> **What the exercise asks**
In the entries below, count every line containing "SketchGraph". Reply with the number alone.

*** Dataset excerpts Section Begins ***

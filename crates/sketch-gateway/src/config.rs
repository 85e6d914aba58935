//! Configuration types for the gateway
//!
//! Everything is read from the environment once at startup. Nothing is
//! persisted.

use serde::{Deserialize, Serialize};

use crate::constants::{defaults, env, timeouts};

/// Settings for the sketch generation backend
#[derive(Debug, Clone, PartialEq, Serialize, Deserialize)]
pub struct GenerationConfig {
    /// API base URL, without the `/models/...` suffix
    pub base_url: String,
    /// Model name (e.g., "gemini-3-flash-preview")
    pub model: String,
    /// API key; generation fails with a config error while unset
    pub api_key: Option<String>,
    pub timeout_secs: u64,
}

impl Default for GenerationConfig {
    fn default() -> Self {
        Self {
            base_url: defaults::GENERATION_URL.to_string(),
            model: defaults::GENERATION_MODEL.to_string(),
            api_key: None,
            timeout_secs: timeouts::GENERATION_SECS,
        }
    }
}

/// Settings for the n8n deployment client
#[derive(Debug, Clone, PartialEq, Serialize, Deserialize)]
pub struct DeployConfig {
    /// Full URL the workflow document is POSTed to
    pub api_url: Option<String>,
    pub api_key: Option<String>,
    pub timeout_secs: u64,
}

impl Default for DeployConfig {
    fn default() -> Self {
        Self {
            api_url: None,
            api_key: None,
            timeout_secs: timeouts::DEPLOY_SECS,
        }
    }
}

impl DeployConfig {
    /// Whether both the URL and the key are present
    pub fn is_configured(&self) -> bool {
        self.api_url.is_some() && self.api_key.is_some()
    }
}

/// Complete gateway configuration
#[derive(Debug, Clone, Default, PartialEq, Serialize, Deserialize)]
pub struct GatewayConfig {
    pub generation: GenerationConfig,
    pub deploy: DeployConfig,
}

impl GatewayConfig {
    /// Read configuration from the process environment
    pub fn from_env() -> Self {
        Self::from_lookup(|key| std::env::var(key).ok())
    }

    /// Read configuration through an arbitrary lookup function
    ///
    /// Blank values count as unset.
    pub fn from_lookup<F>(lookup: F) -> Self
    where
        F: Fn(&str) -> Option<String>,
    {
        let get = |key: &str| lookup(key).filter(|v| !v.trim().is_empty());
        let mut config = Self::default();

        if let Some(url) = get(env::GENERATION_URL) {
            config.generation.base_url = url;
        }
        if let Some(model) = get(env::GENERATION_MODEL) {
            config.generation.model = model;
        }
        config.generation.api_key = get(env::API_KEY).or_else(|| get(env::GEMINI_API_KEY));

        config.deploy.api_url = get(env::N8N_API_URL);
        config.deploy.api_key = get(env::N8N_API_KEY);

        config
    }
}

*** Dataset excerpts Section Ends ***
*** Dataset excerpts Section Begins ***

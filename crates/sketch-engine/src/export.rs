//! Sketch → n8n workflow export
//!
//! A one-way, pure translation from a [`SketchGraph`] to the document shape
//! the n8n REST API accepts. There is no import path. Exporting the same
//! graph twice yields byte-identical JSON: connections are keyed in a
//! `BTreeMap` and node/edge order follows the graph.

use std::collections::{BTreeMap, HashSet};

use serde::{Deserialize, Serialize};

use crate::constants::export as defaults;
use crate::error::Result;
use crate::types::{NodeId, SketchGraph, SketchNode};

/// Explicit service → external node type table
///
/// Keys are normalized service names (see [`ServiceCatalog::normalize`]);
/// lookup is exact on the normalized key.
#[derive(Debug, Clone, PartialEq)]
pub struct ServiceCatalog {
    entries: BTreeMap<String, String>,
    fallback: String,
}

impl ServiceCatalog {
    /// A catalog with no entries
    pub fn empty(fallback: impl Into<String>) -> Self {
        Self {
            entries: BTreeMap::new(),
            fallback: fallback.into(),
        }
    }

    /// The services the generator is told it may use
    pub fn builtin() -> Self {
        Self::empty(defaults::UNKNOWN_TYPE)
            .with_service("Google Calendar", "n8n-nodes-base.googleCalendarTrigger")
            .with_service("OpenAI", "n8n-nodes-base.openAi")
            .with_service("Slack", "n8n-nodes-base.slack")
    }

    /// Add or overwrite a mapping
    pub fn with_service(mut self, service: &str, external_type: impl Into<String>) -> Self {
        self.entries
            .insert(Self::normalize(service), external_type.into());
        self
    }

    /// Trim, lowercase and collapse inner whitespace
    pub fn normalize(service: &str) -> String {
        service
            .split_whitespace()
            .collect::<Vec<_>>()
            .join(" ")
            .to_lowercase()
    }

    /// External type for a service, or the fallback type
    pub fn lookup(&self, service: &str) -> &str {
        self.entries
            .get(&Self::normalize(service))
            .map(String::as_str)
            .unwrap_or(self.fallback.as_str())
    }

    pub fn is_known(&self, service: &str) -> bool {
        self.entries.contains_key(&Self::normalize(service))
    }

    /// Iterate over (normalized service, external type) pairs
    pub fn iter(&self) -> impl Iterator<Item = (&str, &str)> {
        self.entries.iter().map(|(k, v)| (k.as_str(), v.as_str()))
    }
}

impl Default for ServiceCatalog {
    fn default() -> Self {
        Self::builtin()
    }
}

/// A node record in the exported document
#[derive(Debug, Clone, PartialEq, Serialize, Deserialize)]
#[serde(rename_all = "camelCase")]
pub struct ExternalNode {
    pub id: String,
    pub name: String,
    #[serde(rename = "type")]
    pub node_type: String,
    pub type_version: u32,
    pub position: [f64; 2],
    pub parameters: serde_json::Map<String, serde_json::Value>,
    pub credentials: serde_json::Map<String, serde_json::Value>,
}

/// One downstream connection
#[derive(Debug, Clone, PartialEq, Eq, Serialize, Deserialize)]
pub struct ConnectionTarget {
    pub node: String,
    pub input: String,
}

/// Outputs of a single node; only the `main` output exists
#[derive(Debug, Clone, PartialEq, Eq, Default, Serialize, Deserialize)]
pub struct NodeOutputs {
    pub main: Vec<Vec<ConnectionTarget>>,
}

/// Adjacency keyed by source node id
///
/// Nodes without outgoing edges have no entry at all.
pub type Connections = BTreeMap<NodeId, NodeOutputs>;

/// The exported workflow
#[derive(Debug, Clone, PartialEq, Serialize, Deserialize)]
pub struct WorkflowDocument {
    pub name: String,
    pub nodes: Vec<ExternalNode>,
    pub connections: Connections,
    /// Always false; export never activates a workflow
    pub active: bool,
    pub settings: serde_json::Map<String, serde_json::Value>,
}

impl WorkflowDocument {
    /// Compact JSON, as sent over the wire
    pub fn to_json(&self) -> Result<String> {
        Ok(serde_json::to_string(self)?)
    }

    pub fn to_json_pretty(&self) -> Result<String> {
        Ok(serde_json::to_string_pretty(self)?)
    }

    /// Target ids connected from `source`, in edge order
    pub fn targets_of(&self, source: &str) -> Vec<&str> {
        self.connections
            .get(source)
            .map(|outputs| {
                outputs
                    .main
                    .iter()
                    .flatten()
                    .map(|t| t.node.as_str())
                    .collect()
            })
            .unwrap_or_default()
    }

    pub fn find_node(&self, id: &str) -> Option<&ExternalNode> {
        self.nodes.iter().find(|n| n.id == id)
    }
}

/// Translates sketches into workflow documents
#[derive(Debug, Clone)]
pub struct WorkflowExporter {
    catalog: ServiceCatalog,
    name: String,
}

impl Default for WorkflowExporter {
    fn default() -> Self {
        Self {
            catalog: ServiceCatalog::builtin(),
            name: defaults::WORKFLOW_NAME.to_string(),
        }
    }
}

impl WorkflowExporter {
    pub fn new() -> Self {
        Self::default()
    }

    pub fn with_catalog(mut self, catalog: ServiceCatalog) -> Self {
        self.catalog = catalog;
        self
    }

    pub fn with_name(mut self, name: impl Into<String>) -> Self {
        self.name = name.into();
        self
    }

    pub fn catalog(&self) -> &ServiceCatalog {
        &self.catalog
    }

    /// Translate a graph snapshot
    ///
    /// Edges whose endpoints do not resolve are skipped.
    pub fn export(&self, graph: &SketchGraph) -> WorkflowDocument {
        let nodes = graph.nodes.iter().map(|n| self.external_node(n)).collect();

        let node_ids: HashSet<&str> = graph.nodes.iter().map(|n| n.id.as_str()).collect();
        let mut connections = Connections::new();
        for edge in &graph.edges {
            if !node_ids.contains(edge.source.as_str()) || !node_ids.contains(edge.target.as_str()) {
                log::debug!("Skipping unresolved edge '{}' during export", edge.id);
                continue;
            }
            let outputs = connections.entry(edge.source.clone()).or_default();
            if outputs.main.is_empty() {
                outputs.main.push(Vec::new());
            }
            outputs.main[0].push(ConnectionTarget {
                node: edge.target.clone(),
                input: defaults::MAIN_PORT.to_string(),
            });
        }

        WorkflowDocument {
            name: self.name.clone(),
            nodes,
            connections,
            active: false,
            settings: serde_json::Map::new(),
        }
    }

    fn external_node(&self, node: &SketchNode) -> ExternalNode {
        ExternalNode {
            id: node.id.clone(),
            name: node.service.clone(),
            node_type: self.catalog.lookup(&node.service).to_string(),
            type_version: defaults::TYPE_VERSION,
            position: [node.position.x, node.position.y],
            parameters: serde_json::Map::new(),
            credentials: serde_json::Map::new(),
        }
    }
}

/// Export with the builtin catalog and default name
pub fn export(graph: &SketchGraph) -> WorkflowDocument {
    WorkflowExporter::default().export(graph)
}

*** Dataset excerpts Section Ends ***

> **Output for this exercise**
4